MRC p15, 0, r1, c1, c0, 0    ; Read system control register configuration data
ORR r1, r1, #0x1 << 12       ; Instruction cache enable
ORR r1, r1, #0x1 << 2        ; Data cache enable
DSB
MCR p15, 0, r0, c15, c5, 0   ; Invalidate entire data cache
MCR p15, 0, r0, c7, c5, 0    ; Invalidate entire instruction cache
MCR p15, 0, r1, c1, c0, 0    ; Enable cache RAM
ISB                          ; You must issue an ISB instruction to flush the pipeline.  This ensures that all subsequent instruction fetches see the effect of enabling the instruction cache.

This code does not agree with the ARM Cortex-R5 documentation on how to enable and disable caches.  It also does not work.  Here is a partial list of suspicious-looking things:

  • When disabling caches, the last instruction should logically be "MCR" to store the modified register values back to the CP15.  The provided code instead uses "MRC" meaning that the modified register values are not stored back to the CP15 and the cache is never disabled.
  • When disabling a write-back cache, user code is required to "clean" the cache, copying any changed memory values from cache into the backing RAM.  The provided code does not do this, so when cache is re-enabled, any dirty values in the cache will take precedence over changes made to memory while the cache was disabled.

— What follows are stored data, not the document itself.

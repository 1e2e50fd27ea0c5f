//! Credential persistence.
//!
//! The session sees a single key-value port, [`CredentialStore`]. Deployment
//! targets that keep the token in two places (durable storage plus a cookie
//! the server can read) wrap both in a [`MirroredCredentialStore`], which
//! writes and clears them together.

use std::collections::BTreeMap;
use std::sync::{Arc, RwLock, RwLockReadGuard, RwLockWriteGuard};

use crate::config::AuthConfig;

/// Durable key-value storage for credentials.
pub trait CredentialStore: Send + Sync {
    /// Read a value.
    fn get(&self, key: &str) -> Option<String>;

    /// Write a value, replacing any previous one.
    fn set(&self, key: &str, value: &str);

    /// Delete a value. Deleting a missing key is not an error.
    fn remove(&self, key: &str);
}

impl<T: CredentialStore + ?Sized> CredentialStore for Arc<T> {
    fn get(&self, key: &str) -> Option<String> {
        (**self).get(key)
    }

    fn set(&self, key: &str, value: &str) {
        (**self).set(key, value)
    }

    fn remove(&self, key: &str) {
        (**self).remove(key)
    }
}

fn read<T>(lock: &RwLock<T>) -> RwLockReadGuard<'_, T> {
    lock.read().unwrap_or_else(|poisoned| poisoned.into_inner())
}

fn write<T>(lock: &RwLock<T>) -> RwLockWriteGuard<'_, T> {
    lock.write().unwrap_or_else(|poisoned| poisoned.into_inner())
}

/// In-process credential store.
#[derive(Debug, Default)]
pub struct MemoryCredentialStore {
    values: RwLock<BTreeMap<String, String>>,
}

impl MemoryCredentialStore {
    /// Create an empty store.
    pub fn new() -> Self {
        Self::default()
    }

    /// Number of stored keys.
    pub fn len(&self) -> usize {
        read(&self.values).len()
    }

    /// Check if nothing is stored.
    pub fn is_empty(&self) -> bool {
        read(&self.values).is_empty()
    }
}

impl CredentialStore for MemoryCredentialStore {
    fn get(&self, key: &str) -> Option<String> {
        read(&self.values).get(key).cloned()
    }

    fn set(&self, key: &str, value: &str) {
        write(&self.values).insert(key.to_string(), value.to_string());
    }

    fn remove(&self, key: &str) {
        write(&self.values).remove(key);
    }
}

/// Cookie mirror of the credentials, for requests the server evaluates itself.
///
/// Keeps the current cookie values and renders the `Cookie` request header
/// and the `Set-Cookie` lines a response would carry.
#[derive(Debug)]
pub struct CookieCredentialStore {
    cookies: RwLock<BTreeMap<String, String>>,
    path: String,
    max_age_secs: u64,
    secure: bool,
}

impl CookieCredentialStore {
    /// Create a cookie store with the given path and lifetime.
    pub fn new(path: impl Into<String>, max_age_secs: u64) -> Self {
        Self {
            cookies: RwLock::new(BTreeMap::new()),
            path: path.into(),
            max_age_secs,
            secure: true,
        }
    }

    /// Create a cookie store from the auth configuration.
    pub fn from_config(config: &AuthConfig) -> Self {
        Self::new(config.cookie_path.clone(), config.cookie_max_age_secs)
            .with_secure(config.base_url.starts_with("https://"))
    }

    /// Set the `Secure` attribute.
    pub fn with_secure(mut self, secure: bool) -> Self {
        self.secure = secure;
        self
    }

    /// `Cookie` request header with every stored cookie, if any.
    pub fn cookie_header(&self) -> Option<String> {
        let cookies = read(&self.cookies);
        if cookies.is_empty() {
            return None;
        }
        Some(
            cookies
                .iter()
                .map(|(k, v)| format!("{}={}", k, v))
                .collect::<Vec<_>>()
                .join("; "),
        )
    }

    /// `Set-Cookie` value that stores `key`, if it is present.
    pub fn set_cookie(&self, key: &str) -> Option<String> {
        let cookies = read(&self.cookies);
        let value = cookies.get(key)?;
        Some(format!(
            "{}={}; Path={}; Max-Age={}; SameSite=Lax{}",
            key,
            value,
            self.path,
            self.max_age_secs,
            if self.secure { "; Secure" } else { "" }
        ))
    }

    /// `Set-Cookie` value that deletes `key` in the browser.
    pub fn clear_cookie(&self, key: &str) -> String {
        format!("{}=; Path={}; Max-Age=0; SameSite=Lax", key, self.path)
    }
}

impl CredentialStore for CookieCredentialStore {
    fn get(&self, key: &str) -> Option<String> {
        read(&self.cookies).get(key).cloned()
    }

    fn set(&self, key: &str, value: &str) {
        write(&self.cookies).insert(key.to_string(), value.to_string());
    }

    fn remove(&self, key: &str) {
        write(&self.cookies).remove(key);
    }
}

/// Fans every write and removal out to a primary store and a mirror.
///
/// Reads prefer the primary and fall back to the mirror (e.g. a cookie set
/// by the server before the primary store was populated).
#[derive(Debug)]
pub struct MirroredCredentialStore<P, M> {
    primary: P,
    mirror: M,
}

impl<P: CredentialStore, M: CredentialStore> MirroredCredentialStore<P, M> {
    /// Combine a primary store with a mirror.
    pub fn new(primary: P, mirror: M) -> Self {
        Self { primary, mirror }
    }

    /// Get the primary store.
    pub fn primary(&self) -> &P {
        &self.primary
    }

    /// Get the mirror store.
    pub fn mirror(&self) -> &M {
        &self.mirror
    }
}

impl<P: CredentialStore, M: CredentialStore> CredentialStore for MirroredCredentialStore<P, M> {
    fn get(&self, key: &str) -> Option<String> {
        self.primary.get(key).or_else(|| self.mirror.get(key))
    }

    fn set(&self, key: &str, value: &str) {
        self.primary.set(key, value);
        self.mirror.set(key, value);
    }

    fn remove(&self, key: &str) {
        self.primary.remove(key);
        self.mirror.remove(key);
    }
}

Following the recommendations in the ARM Cortex-R5 Technical Reference Manual and the ARM Architecture Reference Manual, I came up with some different code instead and tested it on the RM57L843 in my RM57x HDK.  This new code seems to work correctly in a debugger.

ARM Cortex-R5 Technical Reference Manual - http://infocenter.arm.com/help/topic/com.arm.doc.ddi0460d/DDI0460D_cortex_r5_r1p2_trm.pdf

ARM Architecture Reference Manual, ARMv7-A and ARMv7-R edition - http://infocenter.arm.com/help/index.jsp?topic=/com.arm.doc.ddi0406c/index.html

// ----- Cache manipulation -----

// Enable the instruction and data caches w/o ESM.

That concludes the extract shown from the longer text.